If the telegraph, ITN and BBC can do it, then what's stopping academia.
So students sharpening their note pads. Mmm doesn't quite work that. Students sharpening their pencils may either gawp or be nonchalant about the new multimedia lecture room where we shall regale all with tales of journalism.
Seating 40, five monitors, a whiteboard and cameras, whilst the space is not quite concentric circles, there's a focus on digitally mining and knitting all things we've become techie too.
"feed guest lectures onto the giant monitors as we speak web analytics.
But enough, the proof as they say will be in a couple of days time, when I'm likely to kick off asking what is the industry looking for in new journalists.
Answers - scribble below
2 comments:
they want cheap but they need journalists who attract eyeballs.
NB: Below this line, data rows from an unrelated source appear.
use chrono::NaiveDate;
use rust_decimal::Decimal;

use crate::decimal::{Money, Rate};
use crate::errors::{LedgerError, Result};
use crate::interest::{emi_breakdown, reducing_balance_emi};
use crate::schedule::{due_date, AmortizationStrategy, ScheduleRow};
use crate::types::EmiType;

/// interest charged on the outstanding balance each month
#[derive(Debug, Clone, Copy, Default)]
pub struct ReducingBalance;

impl AmortizationStrategy for ReducingBalance {
    fn emi_type(&self) -> EmiType {
        EmiType::ReducingBalance
    }

    fn monthly_payment(&self, principal: Money, annual_rate: Rate, term_months: u32) -> Result<Money> {
        reducing_balance_emi(principal, annual_rate, term_months)
    }

    fn total_interest(
        &self,
        principal: Money,
        _annual_rate: Rate,
        term_months: u32,
        monthly_payment: Money,
    ) -> Result<Money> {
        Ok(monthly_payment * Decimal::from(term_months) - principal)
    }

    fn rows(
        &self,
        principal: Money,
        annual_rate: Rate,
        term_months: u32,
        monthly_payment: Money,
        start: NaiveDate,
    ) -> Result<Vec<ScheduleRow>> {
        let mut rows = Vec::with_capacity(term_months as usize);
        let mut outstanding = principal;

        for sequence in 1..=term_months {
            let breakdown = emi_breakdown(outstanding.clamp_non_negative(), annual_rate, monthly_payment)?;
            if breakdown.is_underwater() {
                return Err(LedgerError::invalid_argument(format!(
                    "emi {monthly_payment} does not cover interest {} in period {sequence}",
                    breakdown.interest_component
                )));
            }

            let mut principal_component = breakdown.principal_component;
            outstanding -= principal_component;

            // final period absorbs the rounding residue, whichever way it went,
            // and its amount is what its components add up to
            if sequence == term_months && !outstanding.is_zero() {
                principal_component += outstanding;
                outstanding = Money::ZERO;
            }

            rows.push(ScheduleRow {
                sequence,
                due_date: due_date(start, sequence)?,
                emi_amount: principal_component + breakdown.interest_component,
                principal_component,
                interest_component: breakdown.interest_component,
                outstanding_principal: outstanding.clamp_non_negative(),
            });
        }

        Ok(rows)
    }
}

#[cfg(test)]
mod tests {
    use super::*;
    use rust_decimal_macros::dec;

    fn start() -> NaiveDate {
        NaiveDate::from_ymd_opt(2024, 1, 1).unwrap()
    }

    #[test]
    fn test_final_row_absorbs_residue() {
        let principal = Money::from_major(12_000);
        let rate = Rate::from_percentage(12);
        let emi = ReducingBalance.monthly_payment(principal, rate, 12).unwrap();
        let rows = ReducingBalance.rows(principal, rate, 12, emi, start()).unwrap();

        let before_last = rows[10].outstanding_principal;
        let last = &rows[11];
        assert_eq!(last.principal_component, before_last);
        assert_eq!(last.outstanding_principal, Money::ZERO);
        assert!(rows[..11].iter().all(|r| r.emi_amount == emi));
        assert_eq!(last.emi_amount, last.principal_component + last.interest_component);
        assert_eq!(last.emi_amount.as_decimal(), dec!(1066.14));
    }

    #[test]
    fn test_zero_rate_splits_principal_evenly() {
        let principal = Money::from_major(1_000);
        let emi = ReducingBalance.monthly_payment(principal, Rate::ZERO, 3).unwrap();
        let rows = ReducingBalance.rows(principal, Rate::ZERO, 3, emi, start()).unwrap();

        assert!(rows.iter().all(|r| r.interest_component.is_zero()));
        assert_eq!(rows[0].principal_component.as_decimal(), dec!(333.33));
        assert_eq!(rows[2].principal_component.as_decimal(), dec!(333.34));
        let total: Money = rows.iter().map(|r| r.principal_component).sum();
        assert_eq!(total, principal);
    }

    #[test]
    fn test_interest_declines_each_period() {
        let principal = Money::from_major(50_000);
        let rate = Rate::from_percentage(10);
        let emi = ReducingBalance.monthly_payment(principal, rate, 24).unwrap();
        let rows = ReducingBalance.rows(principal, rate, 24, emi, start()).unwrap();
        assert!(rows.windows(2).all(|w| w[1].interest_component <= w[0].interest_component));
    }

    #[test]
    fn test_underwater_emi_is_an_error() {
        let result = ReducingBalance.rows(
            Money::from_major(100_000),
            Rate::from_percentage(24),
            12,
            Money::from_major(1_000),
            start(),
        );
        assert!(matches!(result, Err(LedgerError::InvalidArgument { .. })));
    }
}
So at $1 million a year Walt Mossberg is a cheap part-timer at the WSJ.
I bet if you look at a graph of journalism salaries you will find a trough rather than a bell curve. More like the music biz.
I don't think all this "democratization of the media" is going to pan out quite as folks want it to.
it's become the low hanging fruit.
The beauty in times of old is that you could rightly disguise what you did.
"Hard work this journalism". My first staff pay cheque in the 80s was more than I expected.
I think we'll still find the silver backs and agency "talents' raking it in.
But yes if you're starting out a new, I don't know what to say.
We ARE getting good rates of employment from our grads.
Hard work, bloody mindedness, luck, but it's a bun fight and when the tech stuff's all said and done, it's about the story.
And funny that, new journos [ not all of course] balk at the idea of getting dirty. You know door step. work the streets, Vox pop.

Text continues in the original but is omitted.